• **Brief**
How many lines of the data contain "UserListResponse"? Reply with the number alone.

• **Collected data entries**
··········

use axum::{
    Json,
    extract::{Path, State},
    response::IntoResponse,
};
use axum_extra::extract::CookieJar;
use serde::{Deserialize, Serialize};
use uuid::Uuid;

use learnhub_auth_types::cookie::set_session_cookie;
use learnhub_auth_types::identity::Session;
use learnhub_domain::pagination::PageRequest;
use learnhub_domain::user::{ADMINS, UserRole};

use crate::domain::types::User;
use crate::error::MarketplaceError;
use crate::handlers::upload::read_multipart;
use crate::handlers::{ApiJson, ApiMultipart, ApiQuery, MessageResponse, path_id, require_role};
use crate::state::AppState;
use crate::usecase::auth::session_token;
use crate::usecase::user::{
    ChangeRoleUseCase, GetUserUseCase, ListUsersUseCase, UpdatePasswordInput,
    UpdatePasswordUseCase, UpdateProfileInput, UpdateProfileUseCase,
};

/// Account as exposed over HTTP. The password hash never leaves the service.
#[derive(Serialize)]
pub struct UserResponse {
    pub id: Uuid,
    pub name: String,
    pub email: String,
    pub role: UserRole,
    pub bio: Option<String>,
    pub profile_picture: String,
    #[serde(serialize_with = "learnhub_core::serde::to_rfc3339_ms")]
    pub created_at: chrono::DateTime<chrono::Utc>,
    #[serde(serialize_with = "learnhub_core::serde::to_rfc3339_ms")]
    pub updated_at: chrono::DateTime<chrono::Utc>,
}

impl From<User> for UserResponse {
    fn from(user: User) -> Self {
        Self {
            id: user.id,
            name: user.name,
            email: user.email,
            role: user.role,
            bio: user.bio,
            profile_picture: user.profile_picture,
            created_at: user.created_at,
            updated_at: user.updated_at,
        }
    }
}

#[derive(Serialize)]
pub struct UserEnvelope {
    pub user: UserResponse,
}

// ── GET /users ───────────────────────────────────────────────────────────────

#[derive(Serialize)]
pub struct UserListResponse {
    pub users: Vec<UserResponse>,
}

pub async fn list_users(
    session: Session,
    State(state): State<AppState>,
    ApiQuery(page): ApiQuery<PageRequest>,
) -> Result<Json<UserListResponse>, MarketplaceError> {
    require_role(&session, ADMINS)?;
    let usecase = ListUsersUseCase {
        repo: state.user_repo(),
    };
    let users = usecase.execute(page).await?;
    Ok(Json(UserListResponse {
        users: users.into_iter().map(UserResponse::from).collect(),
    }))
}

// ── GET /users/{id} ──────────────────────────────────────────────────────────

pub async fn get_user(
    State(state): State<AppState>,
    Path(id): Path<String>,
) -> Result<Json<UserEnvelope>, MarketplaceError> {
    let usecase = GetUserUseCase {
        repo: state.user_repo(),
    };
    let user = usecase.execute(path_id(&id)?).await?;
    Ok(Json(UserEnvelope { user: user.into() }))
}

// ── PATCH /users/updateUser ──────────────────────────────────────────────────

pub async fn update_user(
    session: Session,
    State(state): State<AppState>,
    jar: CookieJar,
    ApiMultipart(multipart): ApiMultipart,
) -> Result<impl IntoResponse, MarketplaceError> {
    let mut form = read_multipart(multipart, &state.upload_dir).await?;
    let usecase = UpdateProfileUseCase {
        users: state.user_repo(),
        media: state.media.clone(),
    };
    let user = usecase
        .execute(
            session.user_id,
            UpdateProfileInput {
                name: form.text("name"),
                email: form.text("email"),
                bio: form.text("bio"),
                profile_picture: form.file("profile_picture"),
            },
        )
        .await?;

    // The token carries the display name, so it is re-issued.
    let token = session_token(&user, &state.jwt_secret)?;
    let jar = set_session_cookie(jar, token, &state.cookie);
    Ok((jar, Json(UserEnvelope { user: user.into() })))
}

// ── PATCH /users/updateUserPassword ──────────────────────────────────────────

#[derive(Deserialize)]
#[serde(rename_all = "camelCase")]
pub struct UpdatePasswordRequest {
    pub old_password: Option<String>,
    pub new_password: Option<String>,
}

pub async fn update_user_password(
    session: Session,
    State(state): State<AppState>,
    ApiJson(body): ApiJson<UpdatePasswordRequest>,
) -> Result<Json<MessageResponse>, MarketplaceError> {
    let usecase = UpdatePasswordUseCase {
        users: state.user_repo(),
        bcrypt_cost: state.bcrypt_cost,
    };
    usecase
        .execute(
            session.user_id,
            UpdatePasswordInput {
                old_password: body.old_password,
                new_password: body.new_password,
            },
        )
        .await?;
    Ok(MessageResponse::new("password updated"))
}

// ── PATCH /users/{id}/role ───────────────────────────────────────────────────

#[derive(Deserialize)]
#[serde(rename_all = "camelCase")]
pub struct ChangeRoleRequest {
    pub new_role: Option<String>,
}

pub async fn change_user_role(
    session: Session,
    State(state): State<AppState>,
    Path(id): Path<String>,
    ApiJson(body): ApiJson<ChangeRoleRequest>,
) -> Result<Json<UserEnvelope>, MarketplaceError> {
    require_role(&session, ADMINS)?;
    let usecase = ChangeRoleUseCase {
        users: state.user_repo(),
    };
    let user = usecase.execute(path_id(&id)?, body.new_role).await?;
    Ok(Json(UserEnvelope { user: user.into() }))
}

··········

• **Task solution**
3